Mr. Mutinda criticised the rubber – stamped part of the beginning of the proceedings in the original lower court saying that it means that the Learned Trial Magistrate did not himself write that part down. The case of:
MUTAVA KATUMA & ANR V. R.
MKS CR.A. 50, 51 of 1998 which although touching on S.207 Criminal Procedure Code is distinguishable here. In those two consolidated appeals the pleas of guilty were definitely way out of S.207 Criminal Procedure Code in that even facts were not reproduced. The case of
JOSEPH MUSYOKA MUSAU VS. R
MKS CR. A. 118/2000
was also cited but without much help here because there the Learned Trial Magistrate was criticised for not rejecting a charge that did not contain unlawfulness in its particulars for a charge under S.145 (i) Penal Code. Mr. Mutinda further told this court that as per the case of NILSON VS. R [1970] EA 602 the lower court did not inquire into the background of the appellant. That if it had done so it could have emerged that she was a mother of two with an insane husband, who was also charged with the same subject in a separate case. The punch line of the NILSSON case was that on a plea of guilty the trial court should reflect the same in the sentence. The Learned State Counsel was of the view that the plea of guilty was properly taken and that the conviction was in order. That the sentence need not be varied. It was lawful.

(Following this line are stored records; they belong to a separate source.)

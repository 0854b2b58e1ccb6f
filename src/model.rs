use std::future::Future;
use std::pin::Pin;

use anyhow::Result;
use reqwest::Client;
use tracing::debug;

use crate::config::Config;
use crate::providers;

/// Conversation roles as the Gemini API names them.
#[derive(Debug, Clone, Copy, PartialEq, Eq)]
pub enum Role {
    User,
    Model,
}

impl Role {
    pub fn as_str(&self) -> &'static str {
        match self {
            Self::User => "user",
            Self::Model => "model",
        }
    }
}

#[derive(Debug, Clone)]
pub struct Message {
    pub role: Role,
    pub content: String,
}

impl Message {
    pub fn user(content: impl Into<String>) -> Self {
        Self {
            role: Role::User,
            content: content.into(),
        }
    }

    pub fn model(content: impl Into<String>) -> Self {
        Self {
            role: Role::Model,
            content: content.into(),
        }
    }
}

pub type GenerateFuture<'a> = Pin<Box<dyn Future<Output = Result<String>> + 'a>>;

/// Seam between the session/dispatch layer and the HTTP provider, so both
/// can be exercised against stub backends in tests.
pub trait ChatBackend {
    fn generate<'a>(
        &'a self,
        client: &'a Client,
        cfg: &'a Config,
        model: &'a str,
        messages: &'a [Message],
    ) -> GenerateFuture<'a>;
}

#[derive(Debug, Clone, Copy, Default)]
pub struct HttpChatBackend;

impl ChatBackend for HttpChatBackend {
    fn generate<'a>(
        &'a self,
        client: &'a Client,
        cfg: &'a Config,
        model: &'a str,
        messages: &'a [Message],
    ) -> GenerateFuture<'a> {
        Box::pin(async move {
            debug!(
                model = %model,
                message_count = messages.len(),
                "dispatching generate request"
            );
            providers::gemini::generate(client, cfg, model, messages).await
        })
    }
}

From the record, this court is not minded to hold that the plea was not unequivocal. At least Mr. Mutinda did not quarrel much with it on this account. Interpretation was in English Kikamba. Although the part regarding reading and explaining the charge was omitted in the typed record, the answer was recorded. Facts were narrated to the effect that the appellant was found with 60 rolls not in medical preparation. She admitted the facts, she was convicted and the prosecution said that even if the appellant would be treated as a first offender the quantity of the bhang was large. In mitigation the appellant said:
“I have been selling bhang because I have many children to look after including my sisters who is deceased.”
With that the Learned Trial Magistrate noted that bhang peddling was rampant and those who perpetrate it should be discouraged from spoiling the youth. So he meted out a deterrent sentence of 10 years.
At the hearing of this appeal Mr. Mutinda posited further in mitigation that the appellant’s husband was insane and had also been charged in court with the same bhang.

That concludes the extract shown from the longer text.